▸ **Exercise requirements**:
Type out the entries again, keeping every word unchanged.

(Collected data entries)
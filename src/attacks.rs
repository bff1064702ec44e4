use crate::board::Board;
use crate::piece::{Color, PieceType};
use crate::square::Square;
use crate::state::GameState;

pub(crate) const KNIGHT_OFFSETS: [(i32, i32); 8] = [
    (-2, -1), (-2, 1), (-1, -2), (-1, 2),
    (1, -2), (1, 2), (2, -1), (2, 1),
];

pub(crate) const KING_OFFSETS: [(i32, i32); 8] = [
    (-1, -1), (-1, 0), (-1, 1), (0, -1),
    (0, 1), (1, -1), (1, 0), (1, 1),
];

pub(crate) const STRAIGHT_DIRS: [(i32, i32); 4] = [(0, 1), (0, -1), (1, 0), (-1, 0)];

pub(crate) const DIAGONAL_DIRS: [(i32, i32); 4] = [(1, 1), (1, -1), (-1, 1), (-1, -1)];

impl Board {
    fn has_piece(&self, sq: Square, color: Color, piece_type: PieceType) -> bool {
        self.get(sq)
            .map(|p| p.color == color && p.piece_type == piece_type)
            .unwrap_or(false)
    }

    /// First occupied square along a ray from `from` (exclusive).
    fn first_blocker(&self, from: Square, dr: i32, dc: i32) -> Option<Square> {
        let mut sq = from.offset(dr, dc)?;
        loop {
            if !self.is_empty(sq) {
                return Some(sq);
            }
            sq = sq.offset(dr, dc)?;
        }
    }

    pub fn is_square_attacked_by(&self, target: Square, attacker: Color) -> bool {
        if !target.is_on_board() {
            return false;
        }

        // Check knight attacks
        let by_knight = KNIGHT_OFFSETS.iter().any(|&(dr, dc)| {
            target
                .offset(dr, dc)
                .map(|sq| self.has_piece(sq, attacker, PieceType::Knight))
                .unwrap_or(false)
        });
        if by_knight {
            return true;
        }

        // Check king attacks
        let by_king = KING_OFFSETS.iter().any(|&(dr, dc)| {
            target
                .offset(dr, dc)
                .map(|sq| self.has_piece(sq, attacker, PieceType::King))
                .unwrap_or(false)
        });
        if by_king {
            return true;
        }

        // A pawn on (row - dir, col ± 1) attacks (row, col)
        let pawn_dir = attacker.pawn_direction();
        let by_pawn = [-1i32, 1].iter().any(|&dc| {
            target
                .offset(-pawn_dir, dc)
                .map(|sq| self.has_piece(sq, attacker, PieceType::Pawn))
                .unwrap_or(false)
        });
        if by_pawn {
            return true;
        }

        // Sliding pieces: only the first piece on each ray can attack
        let slides = |dirs: &[(i32, i32)], kind: PieceType| {
            dirs.iter().any(|&(dr, dc)| {
                self.first_blocker(target, dr, dc)
                    .and_then(|sq| self.get(sq))
                    .map(|p| {
                        p.color == attacker
                            && (p.piece_type == kind || p.piece_type == PieceType::Queen)
                    })
                    .unwrap_or(false)
            })
        };
        slides(&STRAIGHT_DIRS, PieceType::Rook) || slides(&DIAGONAL_DIRS, PieceType::Bishop)
    }

    /// Whether `color`'s king is attacked. A board without that king is never in check.
    pub fn is_in_check(&self, color: Color) -> bool {
        match self.find_king(color) {
            Some(king) => self.is_square_attacked_by(king, color.opposite()),
            None => false,
        }
    }
}

pub fn is_square_attacked(state: &GameState, square: Square, by_color: Color) -> bool {
    state.board.is_square_attacked_by(square, by_color)
}

pub fn is_in_check(state: &GameState, color: Color) -> bool {
    state.board.is_in_check(color)
}

#[cfg(test)]
mod tests {
    use super::*;
    use crate::piece::Piece;

    fn board_with(pieces: &[(usize, usize, PieceType, Color)]) -> Board {
        let mut board = Board::empty();
        for &(r, c, pt, color) in pieces {
            board.put(Square::new(r, c), Some(Piece::new(pt, color)));
        }
        board
    }

    #[test]
    fn pawns_attack_diagonally_forward_only() {
        // White pawn on e4 attacks d5 and f5, not d3.
        let board = board_with(&[(4, 4, PieceType::Pawn, Color::White)]);
        assert!(board.is_square_attacked_by(Square::new(3, 3), Color::White));
        assert!(board.is_square_attacked_by(Square::new(3, 5), Color::White));
        assert!(!board.is_square_attacked_by(Square::new(5, 3), Color::White));
        assert!(!board.is_square_attacked_by(Square::new(3, 4), Color::White));

        // Black pawn on e5 attacks d4 and f4.
        let board = board_with(&[(3, 4, PieceType::Pawn, Color::Black)]);
        assert!(board.is_square_attacked_by(Square::new(4, 3), Color::Black));
        assert!(!board.is_square_attacked_by(Square::new(2, 3), Color::Black));
    }

    #[test]
    fn off_board_targets_are_never_attacked() {
        let board = board_with(&[(7, 0, PieceType::Rook, Color::White)]);
        assert!(!board.is_square_attacked_by(Square { row: 8, file: 0 }, Color::White));
        assert!(!board.is_square_attacked_by(Square { row: 7, file: 8 }, Color::White));
    }

    #[test]
    fn sliders_are_blocked_by_the_first_piece() {
        let board = board_with(&[
            (7, 0, PieceType::Rook, Color::Black),
            (4, 0, PieceType::Pawn, Color::White),
        ]);
        assert!(board.is_square_attacked_by(Square::new(5, 0), Color::Black));
        assert!(board.is_square_attacked_by(Square::new(4, 0), Color::Black));
        assert!(!board.is_square_attacked_by(Square::new(3, 0), Color::Black));
        assert!(board.is_square_attacked_by(Square::new(7, 7), Color::Black));
    }

    #[test]
    fn ray_geometry_must_match_the_piece() {
        // A rook on a diagonal and a bishop on a file attack nothing along them.
        let board = board_with(&[
            (0, 0, PieceType::Rook, Color::Black),
            (0, 7, PieceType::Bishop, Color::Black),
        ]);
        assert!(!board.is_square_attacked_by(Square::new(3, 3), Color::Black));
        assert!(!board.is_square_attacked_by(Square::new(4, 7), Color::Black));
        assert!(board.is_square_attacked_by(Square::new(3, 4), Color::Black));
    }

    #[test]
    fn knights_and_kings_attack_their_offsets() {
        let board = board_with(&[
            (4, 4, PieceType::Knight, Color::White),
            (0, 0, PieceType::King, Color::Black),
        ]);
        assert!(board.is_square_attacked_by(Square::new(2, 3), Color::White));
        assert!(board.is_square_attacked_by(Square::new(6, 5), Color::White));
        assert!(!board.is_square_attacked_by(Square::new(3, 4), Color::White));
        assert!(board.is_square_attacked_by(Square::new(1, 1), Color::Black));
        assert!(!board.is_square_attacked_by(Square::new(2, 2), Color::Black));
    }

    #[test]
    fn missing_king_is_not_in_check() {
        let board = board_with(&[(0, 0, PieceType::Queen, Color::Black)]);
        assert!(!board.is_in_check(Color::White));
    }

    #[test]
    fn queen_gives_check_along_a_diagonal() {
        let board = board_with(&[
            (7, 4, PieceType::King, Color::White),
            (4, 1, PieceType::Queen, Color::Black),
        ]);
        assert!(board.is_in_check(Color::White));
        assert!(!board.is_in_check(Color::Black));
    }
}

▸ **The answer**:
filename src/attacks.rs
repository bff1064702ec44e4
use crate::board::Board;
use crate::piece::{Color, PieceType};
use crate::square::Square;
use crate::state::GameState;

pub(crate) const KNIGHT_OFFSETS: [(i32, i32); 8] = [
    (-2, -1), (-2, 1), (-1, -2), (-1, 2),
    (1, -2), (1, 2), (2, -1), (2, 1),
];

pub(crate) const KING_OFFSETS: [(i32, i32); 8] = [
    (-1, -1), (-1, 0), (-1, 1), (0, -1),
    (0, 1), (1, -1), (1, 0), (1, 1),
];

pub(crate) const STRAIGHT_DIRS: [(i32, i32); 4] = [(0, 1), (0, -1), (1, 0), (-1, 0)];

pub(crate) const DIAGONAL_DIRS: [(i32, i32); 4] = [(1, 1), (1, -1), (-1, 1), (-1, -1)];

impl Board {
    fn has_piece(&self, sq: Square, color: Color, piece_type: PieceType) -> bool {
        self.get(sq)
            .map(|p| p.color == color && p.piece_type == piece_type)
            .unwrap_or(false)
    }

    /// First occupied square along a ray from `from` (exclusive).
    fn first_blocker(&self, from: Square, dr: i32, dc: i32) -> Option<Square> {
        let mut sq = from.offset(dr, dc)?;
        loop {
            if !self.is_empty(sq) {
                return Some(sq);
            }
            sq = sq.offset(dr, dc)?;
        }
    }

    pub fn is_square_attacked_by(&self, target: Square, attacker: Color) -> bool {
        if !target.is_on_board() {
            return false;
        }

        // Check knight attacks
        let by_knight = KNIGHT_OFFSETS.iter().any(|&(dr, dc)| {
            target
                .offset(dr, dc)
                .map(|sq| self.has_piece(sq, attacker, PieceType::Knight))
                .unwrap_or(false)
        });
        if by_knight {
            return true;
        }

        // Check king attacks
        let by_king = KING_OFFSETS.iter().any(|&(dr, dc)| {
            target
                .offset(dr, dc)
                .map(|sq| self.has_piece(sq, attacker, PieceType::King))
                .unwrap_or(false)
        });
        if by_king {
            return true;
        }

        // A pawn on (row - dir, col ± 1) attacks (row, col)
        let pawn_dir = attacker.pawn_direction();
        let by_pawn = [-1i32, 1].iter().any(|&dc| {
            target
                .offset(-pawn_dir, dc)
                .map(|sq| self.has_piece(sq, attacker, PieceType::Pawn))
                .unwrap_or(false)
        });
        if by_pawn {
            return true;
        }

        // Sliding pieces: only the first piece on each ray can attack
        let slides = |dirs: &[(i32, i32)], kind: PieceType| {
            dirs.iter().any(|&(dr, dc)| {
                self.first_blocker(target, dr, dc)
                    .and_then(|sq| self.get(sq))
                    .map(|p| {
                        p.color == attacker
                            && (p.piece_type == kind || p.piece_type == PieceType::Queen)
                    })
                    .unwrap_or(false)
            })
        };
        slides(&STRAIGHT_DIRS, PieceType::Rook) || slides(&DIAGONAL_DIRS, PieceType::Bishop)
    }

    /// Whether `color`'s king is attacked. A board without that king is never in check.
    pub fn is_in_check(&self, color: Color) -> bool {
        match self.find_king(color) {
            Some(king) => self.is_square_attacked_by(king, color.opposite()),
            None => false,
        }
    }
}

pub fn is_square_attacked(state: &GameState, square: Square, by_color: Color) -> bool {
    state.board.is_square_attacked_by(square, by_color)
}

pub fn is_in_check(state: &GameState, color: Color) -> bool {
    state.board.is_in_check(color)
}

#[cfg(test)]
mod tests {
    use super::*;
    use crate::piece::Piece;

    fn board_with(pieces: &[(usize, usize, PieceType, Color)]) -> Board {
        let mut board = Board::empty();
        for &(r, c, pt, color) in pieces {
            board.put(Square::new(r, c), Some(Piece::new(pt, color)));
        }
        board
    }

    #[test]
    fn pawns_attack_diagonally_forward_only() {
        // White pawn on e4 attacks d5 and f5, not d3.
        let board = board_with(&[(4, 4, PieceType::Pawn, Color::White)]);
        assert!(board.is_square_attacked_by(Square::new(3, 3), Color::White));
        assert!(board.is_square_attacked_by(Square::new(3, 5), Color::White));
        assert!(!board.is_square_attacked_by(Square::new(5, 3), Color::White));
        assert!(!board.is_square_attacked_by(Square::new(3, 4), Color::White));

        // Black pawn on e5 attacks d4 and f4.
        let board = board_with(&[(3, 4, PieceType::Pawn, Color::Black)]);
        assert!(board.is_square_attacked_by(Square::new(4, 3), Color::Black));
        assert!(!board.is_square_attacked_by(Square::new(2, 3), Color::Black));
    }

    #[test]
    fn off_board_targets_are_never_attacked() {
        let board = board_with(&[(7, 0, PieceType::Rook, Color::White)]);
        assert!(!board.is_square_attacked_by(Square { row: 8, file: 0 }, Color::White));
        assert!(!board.is_square_attacked_by(Square { row: 7, file: 8 }, Color::White));
    }

    #[test]
    fn sliders_are_blocked_by_the_first_piece() {
        let board = board_with(&[
            (7, 0, PieceType::Rook, Color::Black),
            (4, 0, PieceType::Pawn, Color::White),
        ]);
        assert!(board.is_square_attacked_by(Square::new(5, 0), Color::Black));
        assert!(board.is_square_attacked_by(Square::new(4, 0), Color::Black));
        assert!(!board.is_square_attacked_by(Square::new(3, 0), Color::Black));
        assert!(board.is_square_attacked_by(Square::new(7, 7), Color::Black));
    }

    #[test]
    fn ray_geometry_must_match_the_piece() {
        // A rook on a diagonal and a bishop on a file attack nothing along them.
        let board = board_with(&[
            (0, 0, PieceType::Rook, Color::Black),
            (0, 7, PieceType::Bishop, Color::Black),
        ]);
        assert!(!board.is_square_attacked_by(Square::new(3, 3), Color::Black));
        assert!(!board.is_square_attacked_by(Square::new(4, 7), Color::Black));
        assert!(board.is_square_attacked_by(Square::new(3, 4), Color::Black));
    }

    #[test]
    fn knights_and_kings_attack_their_offsets() {
        let board = board_with(&[
            (4, 4, PieceType::Knight, Color::White),
            (0, 0, PieceType::King, Color::Black),
        ]);
        assert!(board.is_square_attacked_by(Square::new(2, 3), Color::White));
        assert!(board.is_square_attacked_by(Square::new(6, 5), Color::White));
        assert!(!board.is_square_attacked_by(Square::new(3, 4), Color::White));
        assert!(board.is_square_attacked_by(Square::new(1, 1), Color::Black));
        assert!(!board.is_square_attacked_by(Square::new(2, 2), Color::Black));
    }

    #[test]
    fn missing_king_is_not_in_check() {
        let board = board_with(&[(0, 0, PieceType::Queen, Color::Black)]);
        assert!(!board.is_in_check(Color::White));
    }

    #[test]
    fn queen_gives_check_along_a_diagonal() {
        let board = board_with(&[
            (7, 4, PieceType::King, Color::White),
            (4, 1, PieceType::Queen, Color::Black),
        ]);
        assert!(board.is_in_check(Color::White));
        assert!(!board.is_in_check(Color::Black));
    }
}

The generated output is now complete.